T1R1/T1R3 Taste Receptor Suppresses Granulocyte-Mediated Neuroinflammation after Spinal Cord Injury

As an active and predominant blood leukocyte population, granulocytes infiltrate into injured spinal cord and produce pro-inflammatory mediators to aggravate neuroinflammation. In the current study, we identify the role of the T1R1/T1R3 receptor in granulocyte-mediated neuroinflammation in a rat spinal cord injury (SCI) model. We found that T1R1 and T1R3 were substantially expressed in both circulating and infiltrating granulocytes. In vitro stimulation of T1R1/T1R3 receptor with L-serine notably reduced production of reactive oxygen species (ROS) and several pro-inflammatory cytokines. To evaluate the role of T1R1/T1R3 receptor in vivo, gurmarin, a selective T1R3 inhibitor, was injected into rats before and after SCI. Gurmarin administration significantly upregulated expression of interleukin (IL)-1 beta, IL-6, myeloperoxidase, and matrix metallopeptidase 9, as well as production of ROS in infiltrating granulocytes.

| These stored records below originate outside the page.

//! The staged execution pipeline
//!
//! An ordered chain of independently-testable stages. Each stage consumes a
//! context, optionally computes more context, and hands off to its delegate;
//! stages never reach into each other's internals and any stage can be
//! absent in a given assembly. The chain is composed by explicit
//! construction, not inheritance.

mod capture_before;
mod execute;
mod load_previous;
mod store_after;
mod up_to_date;

pub use capture_before::CaptureStateBeforeExecutionStep;
pub use execute::ExecuteStep;
pub use load_previous::LoadPreviousStateStep;
pub use store_after::StoreExecutionStateStep;
pub use up_to_date::SkipUpToDateStep;

use crate::error::Result;
use crate::history::ExecutionHistoryStore;
use crate::state::{AfterExecutionState, BeforeExecutionState};
use crate::work::{UnitOfWork, WorkIdentity};
use convenient_snapshot::fingerprint::FingerprintCollection;
use convenient_snapshot::snapshot::FileSystemSnapshot;
use convenient_snapshot::value::ValueSnapshot;
use std::collections::BTreeMap;
use std::path::{Path, PathBuf};
use std::sync::Arc;
use tracing::info;

/// One stage of the execution pipeline
pub trait Step {
    /// Context this stage consumes
    type Context;
    /// Result this stage produces
    type Output;

    /// Run this stage for one unit of work
    fn execute(&self, work: &dyn UnitOfWork, context: Self::Context) -> Result<Self::Output>;
}

/// What the scheduler hands the pipeline for one execution attempt
#[derive(Clone)]
pub struct ExecutionRequestContext {
    /// Stable identity of the unit of work
    pub identity: WorkIdentity,
    /// Workspace the work executes in
    pub workspace: PathBuf,
    /// History store, absent when execution history is disabled
    pub history: Option<Arc<dyn ExecutionHistoryStore>>,
    /// Value snapshots an earlier, cheaper stage already computed;
    /// never recomputed during capture
    pub known_value_snapshots: BTreeMap<String, ValueSnapshot>,
    /// File fingerprints an earlier, cheaper stage already computed;
    /// never recomputed during capture
    pub known_file_fingerprints: BTreeMap<String, FingerprintCollection>,
}

impl ExecutionRequestContext {
    /// Minimal request: identity, workspace and history, nothing pre-known
    pub fn new(
        identity: WorkIdentity,
        workspace: impl Into<PathBuf>,
        history: Option<Arc<dyn ExecutionHistoryStore>>,
    ) -> Self {
        Self {
            identity,
            workspace: workspace.into(),
            history,
            known_value_snapshots: BTreeMap::new(),
            known_file_fingerprints: BTreeMap::new(),
        }
    }
}

/// Request context plus the previous run's persisted state
#[derive(Clone)]
pub struct PreviousExecutionContext {
    /// The originating request
    pub request: ExecutionRequestContext,
    /// The previous run's after state, when one was recorded
    pub previous_execution_state: Option<AfterExecutionState>,
}

/// Previous-execution context plus the freshly captured before state
#[derive(Clone)]
pub struct BeforeExecutionContext {
    /// The upstream context
    pub previous: PreviousExecutionContext,
    /// The captured before state; absent when history is disabled, which
    /// downstream stages must treat as "always execute"
    pub before_execution_state: Option<BeforeExecutionState>,
    /// Raw (unfiltered) output snapshots taken during capture, needed by
    /// the after-execution overlap filter
    pub unfiltered_output_snapshots: Option<BTreeMap<String, FileSystemSnapshot>>,
}

impl BeforeExecutionContext {
    /// Identity of the unit of work
    pub fn identity(&self) -> &WorkIdentity {
        &self.previous.request.identity
    }

    /// Workspace the work executes in
    pub fn workspace(&self) -> &Path {
        &self.previous.request.workspace
    }

    /// Input value snapshots for this attempt: captured if available,
    /// otherwise whatever was already known
    pub fn input_value_properties(&self) -> &BTreeMap<String, ValueSnapshot> {
        self.before_execution_state
            .as_ref()
            .map(|state| &state.execution.input_value_properties)
            .unwrap_or(&self.previous.request.known_value_snapshots)
    }

    /// Input file fingerprints for this attempt: captured if available,
    /// otherwise whatever was already known
    pub fn input_file_properties(&self) -> &BTreeMap<String, FingerprintCollection> {
        self.before_execution_state
            .as_ref()
            .map(|state| &state.execution.input_file_properties)
            .unwrap_or(&self.previous.request.known_file_fingerprints)
    }
}

/// How one execution attempt concluded
#[derive(Debug, Clone, PartialEq, Eq)]
pub enum ExecutionOutcome {
    /// Previous outputs were reused; the work did not run
    UpToDate,
    /// The work ran
    Executed {
        /// Why reuse was not possible, in detection order
        rebuild_reasons: Vec<String>,
    },
}

/// Result of driving the pipeline for one unit of work
#[derive(Debug, Clone, PartialEq)]
pub struct ExecutionResult {
    /// How the attempt concluded
    pub outcome: ExecutionOutcome,
    /// The after state now recorded for the unit of work: freshly persisted
    /// when it executed, the reused previous state when up to date, absent
    /// when history is disabled
    pub after_execution_state: Option<AfterExecutionState>,
}

/// The default pipeline assembly:
/// load history → capture before state → up-to-date check → persist after
/// state → execute.
///
/// A build-cache lookup stage would slot between the up-to-date check and
/// the store stage; none ships here since artifact repositories are out of
/// scope.
pub struct ExecutionEngine {
    pipeline: LoadPreviousStateStep<
        CaptureStateBeforeExecutionStep<
            SkipUpToDateStep<StoreExecutionStateStep<ExecuteStep>>,
        >,
    >,
}

impl ExecutionEngine {
    /// Assemble the default pipeline
    pub fn new() -> Self {
        Self {
            pipeline: LoadPreviousStateStep::new(CaptureStateBeforeExecutionStep::new(
                SkipUpToDateStep::new(StoreExecutionStateStep::new(ExecuteStep::new())),
            )),
        }
    }

    /// Run one unit of work through the pipeline
    pub fn execute(
        &self,
        work: &dyn UnitOfWork,
        context: ExecutionRequestContext,
    ) -> Result<ExecutionResult> {
        let result = self.pipeline.execute(work, context)?;
        match &result.outcome {
            ExecutionOutcome::UpToDate => {
                info!(work = %work.display_name(), "up to date, outputs reused")
            }
            ExecutionOutcome::Executed { rebuild_reasons } => {
                info!(
                    work = %work.display_name(),
                    reasons = ?rebuild_reasons,
                    "executed"
                )
            }
        }
        Ok(result)
    }
}

impl Default for ExecutionEngine {
    fn default() -> Self {
        Self::new()
    }
}
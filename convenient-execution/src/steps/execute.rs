//! Terminal stage: actually runs the unit of work

use crate::error::{ExecutionError, Result};
use crate::steps::{BeforeExecutionContext, ExecutionOutcome, ExecutionResult, Step};
use crate::work::{ExecutionRequest, UnitOfWork};
use tracing::debug;

/// Runs the work in its workspace; every upstream stage has already decided
/// that executing is necessary.
#[derive(Debug, Default)]
pub struct ExecuteStep;

impl ExecuteStep {
    /// Create the terminal stage
    pub fn new() -> Self {
        Self
    }
}

impl Step for ExecuteStep {
    type Context = BeforeExecutionContext;
    type Output = ExecutionResult;

    fn execute(&self, work: &dyn UnitOfWork, context: Self::Context) -> Result<Self::Output> {
        let display_name = work.display_name();
        debug!(work = %display_name, workspace = %context.workspace().display(), "executing");
        work.execute(ExecutionRequest {
            workspace: context.workspace(),
        })
        .map_err(|source| ExecutionError::WorkFailed {
            display_name,
            source,
        })?;
        Ok(ExecutionResult {
            outcome: ExecutionOutcome::Executed {
                rebuild_reasons: Vec::new(),
            },
            after_execution_state: None,
        })
    }
}
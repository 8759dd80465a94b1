//! Countdown timer bound to the page clock
//!
//! The timer owns its remaining seconds and at most one repeating tick
//! registration. Each tick renders the clock, then decrements unless the pause
//! overlay is showing. When the counter drops below zero the registration is
//! cleared and the completion callback runs once.

use std::{
    fmt,
    sync::{Arc, Mutex, MutexGuard, PoisonError, Weak},
    time::Duration,
};
use tracing::{debug, info};

use super::{
    format_clock, IntervalCallback, IntervalId, Page, Scheduler, TIMER_ELEMENT_ID,
};
use crate::state::TimerState;

/// Period between scheduled ticks
pub const TICK_PERIOD: Duration = Duration::from_millis(1000);

/// Zero-argument completion callback
pub type TimeUpCallback = Arc<dyn Fn() + Send + Sync>;

/// Handle to a countdown. Clones share the same countdown.
#[derive(Clone)]
pub struct CountdownTimer {
    shared: Arc<Shared>,
}

struct Shared {
    page: Arc<dyn Page>,
    scheduler: Arc<dyn Scheduler>,
    full_duration: i64,
    /// Registered with the scheduler on every start/resume
    on_tick: IntervalCallback,
    core: Mutex<Core>,
    on_time_up: Mutex<Option<TimeUpCallback>>,
}

#[derive(Debug)]
struct Core {
    time_left: i64,
    interval: Option<IntervalId>,
}

impl CountdownTimer {
    /// Create an idle countdown of `full_duration`, rendered into `page` and
    /// ticked by `scheduler`. Sub-second precision is dropped.
    pub fn new(full_duration: Duration, page: Arc<dyn Page>, scheduler: Arc<dyn Scheduler>) -> Self {
        let full_duration = i64::try_from(full_duration.as_secs()).unwrap_or(i64::MAX);

        let shared = Arc::new_cyclic(|weak: &Weak<Shared>| {
            let weak = weak.clone();
            let on_tick: IntervalCallback = Arc::new(move |id: IntervalId| {
                if let Some(shared) = weak.upgrade() {
                    shared.scheduled_tick(id);
                }
            });

            Shared {
                page,
                scheduler,
                full_duration,
                on_tick,
                core: Mutex::new(Core {
                    time_left: full_duration,
                    interval: None,
                }),
                on_time_up: Mutex::new(None),
            }
        });

        Self { shared }
    }

    /// Write the remaining time into the clock element, if the page has one
    pub fn update_display(&self) {
        let core = self.shared.lock_core();
        self.shared.render(core.time_left);
    }

    /// Run one tick by hand. Does nothing while no tick is registered.
    pub fn tick(&self) {
        let expired = {
            let mut core = self.shared.lock_core();
            if core.interval.is_none() {
                debug!("Tick ignored, countdown is idle");
                return;
            }
            self.shared.step(&mut core)
        };
        self.shared.finish(expired);
    }

    /// Restart from the full duration.
    ///
    /// When idle this renders and counts down once immediately, then
    /// registers the repeating tick. When already running only the counter is
    /// reset.
    pub fn start(&self) {
        let expired = {
            let mut core = self.shared.lock_core();
            core.time_left = self.shared.full_duration;

            if core.interval.is_some() {
                info!("Countdown restarted from {}s", self.shared.full_duration);
                false
            } else {
                let expired = self.shared.step(&mut core);
                if !expired {
                    self.shared.register(&mut core);
                }
                info!("Countdown started from {}s", self.shared.full_duration);
                expired
            }
        };
        self.shared.finish(expired);
    }

    /// Stop ticking without touching the remaining time
    pub fn pause(&self) {
        let mut core = self.shared.lock_core();
        if self.shared.deregister(&mut core) {
            info!("Countdown paused with {}s left", core.time_left);
        } else {
            debug!("Pause ignored, countdown is idle");
        }
    }

    /// Register the repeating tick again, unless already running or the
    /// pause overlay is showing. No immediate render.
    pub fn resume(&self) {
        let mut core = self.shared.lock_core();
        if core.interval.is_some() {
            debug!("Resume ignored, countdown is running");
            return;
        }
        if self.shared.page.pause_screen().is_paused() {
            debug!("Resume ignored, pause screen is visible");
            return;
        }
        self.shared.register(&mut core);
        info!("Countdown resumed with {}s left", core.time_left);
    }

    /// Back to the full duration, rendered, and idle
    pub fn reset(&self) {
        let mut core = self.shared.lock_core();
        core.time_left = self.shared.full_duration;
        self.shared.render(core.time_left);
        self.shared.deregister(&mut core);
        info!("Countdown reset to {}s", self.shared.full_duration);
    }

    /// Set the callback run when the countdown crosses below zero
    pub fn set_on_time_up<F>(&self, callback: F)
    where
        F: Fn() + Send + Sync + 'static,
    {
        *self.shared.lock_callback() = Some(Arc::new(callback));
    }

    pub fn clear_on_time_up(&self) {
        *self.shared.lock_callback() = None;
    }

    /// Whether a repeating tick is registered
    pub fn is_running(&self) -> bool {
        self.shared.lock_core().interval.is_some()
    }

    pub fn remaining_seconds(&self) -> i64 {
        self.shared.lock_core().time_left
    }

    pub fn full_duration_seconds(&self) -> i64 {
        self.shared.full_duration
    }

    pub fn snapshot(&self) -> TimerState {
        let core = self.shared.lock_core();
        if core.interval.is_some() {
            TimerState::running(core.time_left, self.shared.full_duration)
        } else {
            TimerState::idle(core.time_left, self.shared.full_duration)
        }
    }
}

impl fmt::Debug for CountdownTimer {
    fn fmt(&self, f: &mut fmt::Formatter<'_>) -> fmt::Result {
        let core = self.shared.lock_core();
        f.debug_struct("CountdownTimer")
            .field("full_duration", &self.shared.full_duration)
            .field("time_left", &core.time_left)
            .field("interval", &core.interval)
            .finish()
    }
}

impl Shared {
    fn lock_core(&self) -> MutexGuard<'_, Core> {
        self.core.lock().unwrap_or_else(PoisonError::into_inner)
    }

    fn lock_callback(&self) -> MutexGuard<'_, Option<TimeUpCallback>> {
        self.on_time_up.lock().unwrap_or_else(PoisonError::into_inner)
    }

    fn render(&self, time_left: i64) {
        if !self.page.set_text(TIMER_ELEMENT_ID, &format_clock(time_left)) {
            debug!("No clock element on the page, render skipped");
        }
    }

    /// Render, then count down one second unless paused.
    /// Returns `true` when this step crossed below zero.
    fn step(&self, core: &mut Core) -> bool {
        self.render(core.time_left);

        if self.page.pause_screen().is_paused() {
            debug!("Pause screen visible, holding at {}s", core.time_left);
            return false;
        }

        core.time_left -= 1;
        debug!("Countdown tick, {}s left", core.time_left);
        if core.time_left >= 0 {
            return false;
        }

        self.deregister(core);
        true
    }

    fn register(&self, core: &mut Core) {
        let id = self.scheduler.set_interval(TICK_PERIOD, Arc::clone(&self.on_tick));
        debug!("Registered {}", id);
        core.interval = Some(id);
    }

    /// Returns `true` if a registration was cleared
    fn deregister(&self, core: &mut Core) -> bool {
        match core.interval.take() {
            Some(id) => {
                self.scheduler.clear_interval(id);
                debug!("Cleared {}", id);
                true
            }
            None => false,
        }
    }

    fn scheduled_tick(&self, id: IntervalId) {
        let expired = {
            let mut core = self.lock_core();
            if core.interval != Some(id) {
                debug!("Ignoring tick from stale {}", id);
                return;
            }
            self.step(&mut core)
        };
        self.finish(expired);
    }

    /// Run the completion callback. Must be called with no lock held so the
    /// callback can drive the timer itself.
    fn finish(&self, expired: bool) {
        if !expired {
            return;
        }
        info!("Countdown reached zero");

        let callback = self.lock_callback().clone();
        if let Some(callback) = callback {
            callback();
        }
    }
}

impl Drop for Shared {
    fn drop(&mut self) {
        let core = self.core.get_mut().unwrap_or_else(PoisonError::into_inner);
        if let Some(id) = core.interval.take() {
            self.scheduler.clear_interval(id);
        }
    }
}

Signal pathway analysis revealed that gurmarin promoted nuclear factor (NF)-kappa beta signaling in infiltrating granulocytes. Consistently, cell apoptosis and inflammatory mediator levels at the injury sites were increased by gurmarin, together with higher T lymphocyte recruitment. Our research indicates that the T1R1/T1R3 receptor is an anti-inflammatory receptor for infiltrating granulocytes after SCI. Simulation of T1R1/T1R3 receptor might be a prospective, or at least a supplemental, therapeutic approach to controlling neuroinflammation to promote functional recovery.